• What Will Become of the Dirtbag Left?

    From Javon@21:1/5 to All on Sat Aug 12 06:52:00 2017
    XPost: alt.gossip.celebrities, alt.politics.media, ca.politics
    XPost: alt.politics.radical-left

    Felix Biederman, Matt Christman, and Will Menaker befriended
    each other on Twitter several years ago. They had common interests—international politics, making fun of journalists—and
    a shared comic sensibility that borders on nihilism but stops
    just short of it. Christman, stout and Midwestern, had been
    unemployed for years, moving around the country with his wife,
    an academic librarian. Biederman was a freelance writer and
    mixed-martial-arts hobbyist in New York City. Menaker was an
    assistant editor at Liveright, an imprint of W. W. Norton. (His
    father, Daniel Menaker, is a former executive editor-in-chief of
    Random House, and was also a fiction editor at The New Yorker
    for twenty years.) He is slight and bearded, the unofficial dad
    of the trio.

    In February, they appeared together on “Street Fight Radio,” an
    “anarcho-comedy show,” to mock the Michael Bay war movie “13
    Hours” for its bathetic moral kitsch. (Christman: “If you watch
    these screaming, turbaned jihadis machine-gun the American flag
    while it’s on the end of the flagpole, and you’re weeping, then
    you’re a fucking rube, and I want to sell you a reverse
    mortgage.”) Then they decided to branch out on their own. They
    taped a ninety-minute freeform conversation using Google Hangout
    and broadcast it, unedited, over YouTube. A tossed-off joke from
    that recording, which combined the name of a famous Mexican drug
    lord and the slang term for a crack kitchen, gave them a title
    for the new project, a gleefully eccentric podcast dedicated to
    vulgar leftist commentary on politics and media: “Chapo Trap
    House.”

    From the beginning, the “Chapo” guys lambasted Republicans as
    well as Democrats, but it was their critique of liberal
    thinking, and the assumed Hillary Clinton ascendancy, that
    generated energy and attention. After the journalist Brendan
    James appeared on their third episode to discuss a profile he’d
    written about Sean Hannity, he came on board as their producer.
    In the first episode, Menaker said that the “Bernie and Hillary
    divide is a profound and deeply instructive one—I can’t see it
    going away.” And as Bernie Sanders’s prospects dwindled during
    the primary, “Chapo” assured people who were frustrated by the
    Democratic Party that they weren’t alone. Their audience numbers
    climbed.

    In June, the same month that Clinton became the presumptive
    Democratic nominee, Christman created a page for the podcast on
    the crowd-funding platform Patreon, offering exclusive episodes
    for a five-dollar monthly contribution. “Chapo” now receives
    nearly twenty-two thousand dollars a month, and, by their own
    estimates, has forty thousand listeners. They sell out live
    shows; a page on the popular Web site TV Tropes tracks their
    inside jokes about phrenology and anti-Irish racism, among other
    subjects. (Their most diehard fans call themselves Grey Wolves,
    after the fringe nationalist group in Turkey—another tossed-off
    joke that stuck.) Menaker quit his publishing job in July. That
    same month, Paste magazine labelled “Chapo Trap House” the
    “vulgar, brilliant demigods of the new progressive left.”
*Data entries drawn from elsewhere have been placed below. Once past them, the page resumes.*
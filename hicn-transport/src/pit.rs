//! Pending-interest table.
//!
//! Tracks in-flight interests by suffix with per-entry deadlines. A content
//! object arrival removes the entry before reassembly; a deadline expiry
//! drives retransmission or, past the retransmission budget, a loss report.

use hicn_io::Timestamp;
use std::collections::HashMap;
use thiserror::Error;

/// PIT errors
#[derive(Error, Debug)]
pub enum PitError {
    #[error("duplicate pending interest for suffix {0}")]
    Duplicate(u32),

    #[error("no pending interest for suffix {0}")]
    NotFound(u32),
}

/// One in-flight interest.
#[derive(Debug, Clone)]
pub struct PitEntry {
    pub suffix: u32,
    /// When the interest (or its latest retransmission) left the portal.
    pub sent_at: Timestamp,
    pub deadline: Timestamp,
    pub retx_count: u32,
}

impl PitEntry {
    /// RTT samples are only taken from first transmissions.
    pub fn is_retransmitted(&self) -> bool {
        self.retx_count > 0
    }
}

/// Outstanding interests keyed by suffix.
///
/// Invariant: at most one live entry per suffix. The consumer protocol is
/// the only writer.
#[derive(Default)]
pub struct PendingInterestTable {
    entries: HashMap<u32, PitEntry>,
}

impl PendingInterestTable {
    pub fn new() -> Self {
        Self::default()
    }

    /// Record a freshly sent interest.
    pub fn insert(
        &mut self,
        suffix: u32,
        sent_at: Timestamp,
        deadline: Timestamp,
    ) -> Result<(), PitError> {
        if self.entries.contains_key(&suffix) {
            return Err(PitError::Duplicate(suffix));
        }
        self.entries.insert(
            suffix,
            PitEntry {
                suffix,
                sent_at,
                deadline,
                retx_count: 0,
            },
        );
        Ok(())
    }

    /// Satisfy (or cancel) an entry, returning it for RTT bookkeeping.
    pub fn remove(&mut self, suffix: u32) -> Option<PitEntry> {
        self.entries.remove(&suffix)
    }

    pub fn contains(&self, suffix: u32) -> bool {
        self.entries.contains_key(&suffix)
    }

    pub fn get(&self, suffix: u32) -> Option<&PitEntry> {
        self.entries.get(&suffix)
    }

    /// Suffixes whose deadline has passed, smallest first.
    pub fn expired(&self, now: Timestamp) -> Vec<u32> {
        let mut expired: Vec<u32> = self
            .entries
            .values()
            .filter(|e| e.deadline <= now)
            .map(|e| e.suffix)
            .collect();
        expired.sort_unstable();
        expired
    }

    /// Mark an entry retransmitted: bump its counter, restart its clock.
    pub fn mark_retransmitted(
        &mut self,
        suffix: u32,
        sent_at: Timestamp,
        deadline: Timestamp,
    ) -> Result<u32, PitError> {
        let entry = self
            .entries
            .get_mut(&suffix)
            .ok_or(PitError::NotFound(suffix))?;
        entry.retx_count += 1;
        entry.sent_at = sent_at;
        entry.deadline = deadline;
        Ok(entry.retx_count)
    }

    /// The earliest deadline across all entries.
    pub fn next_deadline(&self) -> Option<Timestamp> {
        self.entries.values().map(|e| e.deadline).min()
    }

    pub fn len(&self) -> usize {
        self.entries.len()
    }

    pub fn is_empty(&self) -> bool {
        self.entries.is_empty()
    }

    /// Drop everything (consumer stop / drain).
    pub fn clear(&mut self) {
        self.entries.clear();
    }
}

#[cfg(test)]
mod tests {
    use super::*;
    use std::time::Duration;

    #[test]
    fn test_insert_remove() {
        let mut pit = PendingInterestTable::new();
        let now = Timestamp::now();

        pit.insert(5, now, now + Duration::from_millis(100)).unwrap();
        assert!(pit.contains(5));
        assert_eq!(pit.len(), 1);

        let entry = pit.remove(5).unwrap();
        assert_eq!(entry.suffix, 5);
        assert_eq!(entry.retx_count, 0);
        assert!(pit.is_empty());
    }

    #[test]
    fn test_duplicate_insert_rejected() {
        let mut pit = PendingInterestTable::new();
        let now = Timestamp::now();

        pit.insert(5, now, now + Duration::from_millis(100)).unwrap();
        assert!(matches!(
            pit.insert(5, now, now + Duration::from_millis(100)),
            Err(PitError::Duplicate(5))
        ));
        assert_eq!(pit.len(), 1);
    }

    #[test]
    fn test_expiry_ordering() {
        let mut pit = PendingInterestTable::new();
        let now = Timestamp::now();

        pit.insert(9, now, now + Duration::from_millis(1)).unwrap();
        pit.insert(2, now, now + Duration::from_millis(1)).unwrap();
        pit.insert(7, now, now + Duration::from_secs(60)).unwrap();

        let later = now + Duration::from_millis(10);
        assert_eq!(pit.expired(later), vec![2, 9]);
    }

    #[test]
    fn test_retransmission_bookkeeping() {
        let mut pit = PendingInterestTable::new();
        let now = Timestamp::now();

        pit.insert(3, now, now + Duration::from_millis(1)).unwrap();
        let later = now + Duration::from_millis(5);
        let count = pit
            .mark_retransmitted(3, later, later + Duration::from_millis(100))
            .unwrap();

        assert_eq!(count, 1);
        let entry = pit.get(3).unwrap();
        assert!(entry.is_retransmitted());
        assert!(pit.expired(later).is_empty());
    }

    #[test]
    fn test_next_deadline() {
        let mut pit = PendingInterestTable::new();
        assert!(pit.next_deadline().is_none());

        let now = Timestamp::now();
        pit.insert(1, now, now + Duration::from_millis(50)).unwrap();
        pit.insert(2, now, now + Duration::from_millis(10)).unwrap();

        assert_eq!(pit.next_deadline(), Some(now + Duration::from_millis(10)));
    }
}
    A more precise label might be the Dirtbag Left, a term coined by
    the writer Amber A’Lee Frost, who is Biederman’s roommate, and
    who, this week, officially joined the “Chapo” roster. In an
    essay for Current Affairs, Frost argued that while vulgarity
    isn’t “inherently subversive,” it can help tarnish the unearned
    prestige of the powerful—something that many Democrats, as well
    as Republicans, hunger to do. We can either “reclaim vulgarity
    from the Trumps of the world,” she wrote, or “find ourselves
    handicapped by civility.”

    “Chapo Trap House” has embraced this mission. “If you sleep on a
    mattress on the floor and fuck in a sleeping bag, then you just
    might be the dirtbag left!” Menaker told Paste. “If you’re the
    only dude at a function not wearing a pocket square in a linen
    blazer and adulting like a boss, then you’re in the dirtbag
    left!” People who belong to the Dirtbag Left, Christman said,
    aren’t afraid “to offend the sensibilities of ‘leftist’ language
    police whose only goal is sabotaging social solidarity in order
    to maintain their brands as arbiters of good taste and
    acceptable speech.”

    The “Chapo” guys loathe the unctuous sanctimony that can descend
    on liberal politics—a tone they associate with Clinton and
    certain corners of the mainstream media. According to “Chapo,”
    liberals humiliated themselves when they urged Trump protesters
    in Chicago to behave. Liberals were fools for piously donating
    to the fire-bombed North Carolina G.O.P. office in October,
    putting their desire to project civility over the ongoing
    reality of voter suppression in the state. On the podcast and on
    Twitter, they have made the case, over and over, that the way
    the Democratic Party leans on celebrity and pop culture is
    misguided and embarrassing.

    “Chapo Trap House” refuses to provide the kind of “Daily Show”-
    style catharsis that dissipates frustration en masse. “It was
    useful at the time,” Menaker told me, referring to the style of right-ridiculing political comedy that was defined by Jon
    Stewart. “But the Obama years really revealed the limits of that
    type of humor.” Smarm, not evil, was the new target.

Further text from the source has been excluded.